Re: [gmx-users] OPLS parametrizaton

Tue, 05 Apr 2011 11:58:58 -0700 

Em 02-04-2011 0:33, Justin A. Lemkul escreveu:



Marcelo Silva wrote:

Hi,


I am trying to simulate mixtures of ethanol and trifluoroethanol and 
I would like to use the same parameters used on OPLS parametrization.
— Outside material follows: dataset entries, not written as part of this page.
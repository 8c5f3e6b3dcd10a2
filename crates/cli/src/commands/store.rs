// SPDX-License-Identifier: MIT
// Copyright (c) 2026 Alfred Jean LLC

//! Local record store commands.

use std::io::{self, Write};

use aqua_core::LocalStore;
use serde_json::Value;

use crate::cli::StoreCommand;
use crate::error::Result;

use super::Context;

pub fn run(ctx: &Context, command: StoreCommand) -> Result<()> {
    let store = ctx.open_store()?;
    let stdout = io::stdout();
    run_impl(&store, command, &mut stdout.lock())
}

/// Internal implementation that accepts the store and output for testing.
pub(crate) fn run_impl(store: &LocalStore, command: StoreCommand, out: &mut impl Write) -> Result<()> {
    match command {
        StoreCommand::List { collection } => list(store, &collection, out),
        StoreCommand::NextId { collection } => {
            writeln!(out, "{}", store.next_id(&collection)?)?;
            Ok(())
        }
        StoreCommand::Put { collection, json } => {
            let record: Value = serde_json::from_str(&json)?;
            let id = store.insert(&collection, record)?;
            tracing::info!(collection = %collection, id, "stored record");
            writeln!(out, "{}", id)?;
            Ok(())
        }
    }
}

fn list(store: &LocalStore, collection: &str, out: &mut impl Write) -> Result<()> {
    for record in store.read_all(collection)? {
        writeln!(out, "{}", serde_json::to_string(&record)?)?;
    }
    Ok(())
}

#[cfg(test)]
#[path = "store_tests.rs"]
mod tests;
// SPDX-License-Identifier: MIT
// Copyright (c) 2026 Alfred Jean LLC

use thiserror::Error;

use crate::sync::{BackendError, QueueError};

/// All possible errors that can occur in the aquars library.
///
/// Errors provide user-friendly messages with hints for common issues.
#[derive(Debug, Error)]
pub enum Error {
    #[error(transparent)]
    Core(aqua_core::Error),

    #[error(transparent)]
    Backend(#[from] BackendError),

    #[error(transparent)]
    Queue(#[from] QueueError),

    #[error("line {line}: {reason}")]
    ParseLineError { line: usize, reason: String },

    #[error("{remaining} operation(s) still queued\n  hint: the backend is unreachable; retry with a longer --wait")]
    PendingOperations { remaining: usize },

    #[error("io error: {0}")]
    Io(#[from] std::io::Error),

    #[error("json error: {0}")]
    Json(#[from] serde_json::Error),

    #[error("config error: {0}")]
    Config(String),
}

/// A specialized Result type for aquars operations.
pub type Result<T> = std::result::Result<T, Error>;

impl From<aqua_core::Error> for Error {
    fn from(e: aqua_core::Error) -> Self {
        match e {
            aqua_core::Error::Io(e) => Error::Io(e),
            aqua_core::Error::Json(e) => Error::Json(e),
            other => Error::Core(other),
        }
    }
}

#[cfg(test)]
#[path = "error_tests.rs"]
mod tests;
On the OPLS1996 paper the authors starts by stating that they've used 
267 molecules and "The box size varied from approximately 26 26  26 
Å for methanol to 37  37  37 Å for cyclohexane". In my simulations 
I am considering using 500 molecules (each box vector would be around 
37 Å).



"In most cases, the intermolecular nonbonded interactions were 
truncated at 11Å based on roughly the center-of-mass separations with 
quadratic smoothing of the interaction energy to zero over the last 
0.5 Å (...) A standard correction was made for the Lennard-Jones 
interactions neglected beyond the cutoff."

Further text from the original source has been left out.